(Collected data entries)
******************************
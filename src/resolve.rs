//! Dependency-specifier resolution.
//!
//! A configured specifier is one of three shapes:
//! - `anchor::path` — the path resolves against the named anchor alone,
//!   ignoring the destination directory and the configured anchor;
//! - a bare platform module (`fs`, `xmlhttprequest-ssl`) — passed through
//!   verbatim, never validated, never created on disk;
//! - anything else — resolved to an absolute path and validated.
//!
//! Base directories are captured explicitly at construction instead of read
//! from ambient process state, so tests and embedders can supply their own.

use std::env;
use std::path::{Component, Path, PathBuf};

use clap::ValueEnum;
use once_cell::sync::Lazy;
use regex::Regex;
use serde::Deserialize;

use crate::error::{Error, Result};
use crate::validate;

static BARE_PATTERN: Lazy<Regex> = Lazy::new(|| Regex::new(r"^[\w-]+$").unwrap());

/// Base directory a relative specifier is resolved against.
#[derive(Debug, Clone, Copy, Default, PartialEq, Eq, ValueEnum, Deserialize)]
#[serde(rename_all = "lowercase")]
pub enum Anchor {
    /// The process working directory
    Cwd,
    /// The directory this tool runs from
    #[default]
    Tool,
    /// The output root; specifiers resolve root-relative, skipping the
    /// destination directory
    #[serde(alias = "output-root")]
    Root,
}

impl Anchor {
    fn from_keyword(word: &str) -> Result<Self> {
        match word {
            "cwd" => Ok(Self::Cwd),
            "tool" => Ok(Self::Tool),
            "root" | "output-root" => Ok(Self::Root),
            other => Err(Error::UnknownAnchor(other.to_string())),
        }
    }
}

/// A dependency ready to be rendered as a require statement.
#[derive(Debug, Clone, PartialEq, Eq)]
pub struct ResolvedImport {
    pub alias: String,
    /// The raw specifier for bare platform modules, the resolved absolute
    /// path (forward slashes) otherwise.
    pub target: String,
    pub bare: bool,
}

/// Whether a specifier names a platform/built-in module: letters, digits,
/// underscore and hyphen only, no path separators or dots.
pub fn is_bare(specifier: &str) -> bool {
    BARE_PATTERN.is_match(specifier)
}

/// Repairs the single-colon anchor typo (`root:x` for `root::x`).
///
/// Returns the repaired specifier, or `None` when nothing needed fixing.
pub fn fix_common_typos(specifier: &str) -> Option<String> {
    for keyword in ["cwd", "tool", "root"] {
        if let Some(rest) = specifier.strip_prefix(keyword) {
            if let Some(path) = rest.strip_prefix(':') {
                if !path.is_empty() && !path.starts_with(':') {
                    return Some(format!("{keyword}::{path}"));
                }
            }
        }
    }

    None
}

/// Resolves configured dependencies against explicit base directories.
#[derive(Debug, Clone)]
pub struct Resolver {
    cwd: PathBuf,
    tool_dir: PathBuf,
    dest_dir: PathBuf,
    anchor: Anchor,
}

impl Resolver {
    /// Captures the process working directory and the tool's installation
    /// directory as resolution bases.
    pub fn new(dest_dir: impl Into<PathBuf>, anchor: Anchor) -> Result<Self> {
        let cwd = env::current_dir().map_err(|e| Error::io(".", e))?;
        let tool_dir = env::current_exe()
            .ok()
            .and_then(|exe| exe.parent().map(Path::to_path_buf))
            .unwrap_or_else(|| cwd.clone());

        Ok(Self::with_roots(cwd, tool_dir, dest_dir, anchor))
    }

    /// Builds a resolver with caller-supplied base directories.
    pub fn with_roots(
        cwd: impl Into<PathBuf>,
        tool_dir: impl Into<PathBuf>,
        dest_dir: impl Into<PathBuf>,
        anchor: Anchor,
    ) -> Self {
        Self {
            cwd: cwd.into(),
            tool_dir: tool_dir.into(),
            dest_dir: dest_dir.into(),
            anchor,
        }
    }

    fn base_of(&self, anchor: Anchor) -> &Path {
        match anchor {
            Anchor::Cwd | Anchor::Root => &self.cwd,
            Anchor::Tool => &self.tool_dir,
        }
    }

    /// Resolves one configured dependency into its require target.
    pub fn resolve(&self, alias: &str, specifier: &str) -> Result<ResolvedImport> {
        if let Some((keyword, path)) = specifier.split_once("::") {
            let anchor = Anchor::from_keyword(keyword)?;
            let target = resolve_segments(self.base_of(anchor), &[Path::new(path)]);
            return self.validated(alias, specifier, target);
        }

        if is_bare(specifier) {
            return Ok(ResolvedImport {
                alias: alias.to_string(),
                target: specifier.to_string(),
                bare: true,
            });
        }

        // Root is root-relative: the destination directory never interposes.
        let target = match self.anchor {
            Anchor::Root => resolve_segments(self.base_of(Anchor::Root), &[Path::new(specifier)]),
            anchor => {
                resolve_segments(self.base_of(anchor), &[&self.dest_dir, Path::new(specifier)])
            }
        };

        self.validated(alias, specifier, target)
    }

    fn validated(&self, alias: &str, specifier: &str, target: PathBuf) -> Result<ResolvedImport> {
        if let Err(err) = validate::ensure_file(&target) {
            return Err(match err {
                Error::Io { source, .. } => Error::Resolution {
                    specifier: specifier.to_string(),
                    source,
                },
                other => other,
            });
        }

        Ok(ResolvedImport {
            alias: alias.to_string(),
            target: forward_slashes(&target),
            bare: false,
        })
    }
}

/// `path.resolve` semantics: segments apply left to right, an absolute
/// segment restarts resolution, `.` and `..` are folded lexically.
fn resolve_segments(base: &Path, segments: &[&Path]) -> PathBuf {
    let mut acc = normalize(base);

    for segment in segments {
        if segment.is_absolute() {
            acc = normalize(segment);
        } else {
            acc = normalize(&acc.join(segment));
        }
    }

    acc
}

fn normalize(path: &Path) -> PathBuf {
    let mut out = PathBuf::new();

    for component in path.components() {
        match component {
            Component::CurDir => {}
            Component::ParentDir => {
                out.pop();
            }
            other => out.push(other.as_os_str()),
        }
    }

    out
}

fn forward_slashes(path: &Path) -> String {
    path.to_string_lossy().replace('\\', "/")
}

#[cfg(test)]
mod tests {
    use super::*;

    fn resolver(root: &Path, dest: &Path, anchor: Anchor) -> Resolver {
        Resolver::with_roots(root, root.join("tool"), dest, anchor)
    }

    #[test]
    fn test_bare_specifiers_pass_through_untouched() {
        let dir = tempfile::tempdir().unwrap();
        let dest = dir.path().join("out");
        let resolver = resolver(dir.path(), &dest, Anchor::Cwd);

        for name in ["fs", "events", "xmlhttprequest-ssl"] {
            let import = resolver.resolve("mod", name).unwrap();
            assert!(import.bare);
            assert_eq!(import.target, name);
        }

        // Nothing may be created for platform modules.
        assert!(!dest.join("xmlhttprequest-ssl").exists());
        assert!(!dir.path().join("fs").exists());
    }

    #[test]
    fn test_anchor_override_ignores_destination() {
        let dir = tempfile::tempdir().unwrap();
        let near = resolver(dir.path(), &dir.path().join("out/a"), Anchor::Tool);
        let far = resolver(dir.path(), &dir.path().join("elsewhere/b/c"), Anchor::Tool);

        let first = near.resolve("utils", "root::src/utils.js").unwrap();
        let second = far.resolve("utils", "root::src/utils.js").unwrap();

        assert_eq!(first.target, second.target);
        assert!(first.target.ends_with("src/utils.js"));
        assert!(dir.path().join("src/utils.js").exists());
    }

    #[test]
    fn test_relative_specifier_resolves_through_destination() {
        let dir = tempfile::tempdir().unwrap();
        let dest = dir.path().join("out");
        let resolver = resolver(dir.path(), &dest, Anchor::Cwd);

        let import = resolver.resolve("lib", "lib/helper.js").unwrap();

        assert!(!import.bare);
        assert!(import.target.ends_with("out/lib/helper.js"));
        assert!(dest.join("lib/helper.js").exists());
    }

    #[test]
    fn test_root_anchor_is_root_relative() {
        let dir = tempfile::tempdir().unwrap();
        let resolver = resolver(dir.path(), &dir.path().join("out"), Anchor::Root);

        let import = resolver.resolve("shared", "shared/api.js").unwrap();

        assert!(import.target.ends_with("shared/api.js"));
        assert!(!import.target.contains("/out/"));
        assert!(dir.path().join("shared/api.js").exists());
    }

    #[test]
    fn test_parent_segments_fold() {
        let dir = tempfile::tempdir().unwrap();
        let dest = dir.path().join("out");
        let resolver = resolver(dir.path(), &dest, Anchor::Cwd);

        let import = resolver.resolve("up", "../up.js").unwrap();

        assert!(!import.target.contains(".."));
        assert!(dir.path().join("up.js").exists());
    }

    #[test]
    fn test_unknown_override_keyword_fails_loudly() {
        let dir = tempfile::tempdir().unwrap();
        let resolver = resolver(dir.path(), &dir.path().join("out"), Anchor::Cwd);

        let err = resolver.resolve("x", "bogus::src/x.js").unwrap_err();
        assert!(matches!(err, Error::UnknownAnchor(word) if word == "bogus"));
    }

    #[test]
    fn test_fix_common_typos() {
        assert_eq!(
            fix_common_typos("root:src/utils.js").as_deref(),
            Some("root::src/utils.js")
        );
        assert_eq!(fix_common_typos("root::src/utils.js"), None);
        assert_eq!(fix_common_typos("cwd:a.js").as_deref(), Some("cwd::a.js"));
        assert_eq!(fix_common_typos("xmlhttprequest-ssl"), None);
        assert_eq!(fix_common_typos("root:"), None);
    }

    #[test]
    fn test_is_bare() {
        assert!(is_bare("fs"));
        assert!(is_bare("xmlhttprequest-ssl"));
        assert!(is_bare("lodash_4"));
        assert!(!is_bare("./local.js"));
        assert!(!is_bare("src/utils.js"));
        assert!(!is_bare("file.js"));
        assert!(!is_bare(""));
    }
}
******************************
__What the task requires__
Would you output, unchanged, each line from the start of the records to the line that holds "use serde::Deserialize;", both included and nothing else?

__Completed exercise__
filename src/resolve.rs
//! Dependency-specifier resolution.
//!
//! A configured specifier is one of three shapes:
//! - `anchor::path` — the path resolves against the named anchor alone,
//!   ignoring the destination directory and the configured anchor;
//! - a bare platform module (`fs`, `xmlhttprequest-ssl`) — passed through
//!   verbatim, never validated, never created on disk;
//! - anything else — resolved to an absolute path and validated.
//!
//! Base directories are captured explicitly at construction instead of read
//! from ambient process state, so tests and embedders can supply their own.

use std::env;
use std::path::{Component, Path, PathBuf};

use clap::ValueEnum;
use once_cell::sync::Lazy;
use regex::Regex;
use serde::Deserialize;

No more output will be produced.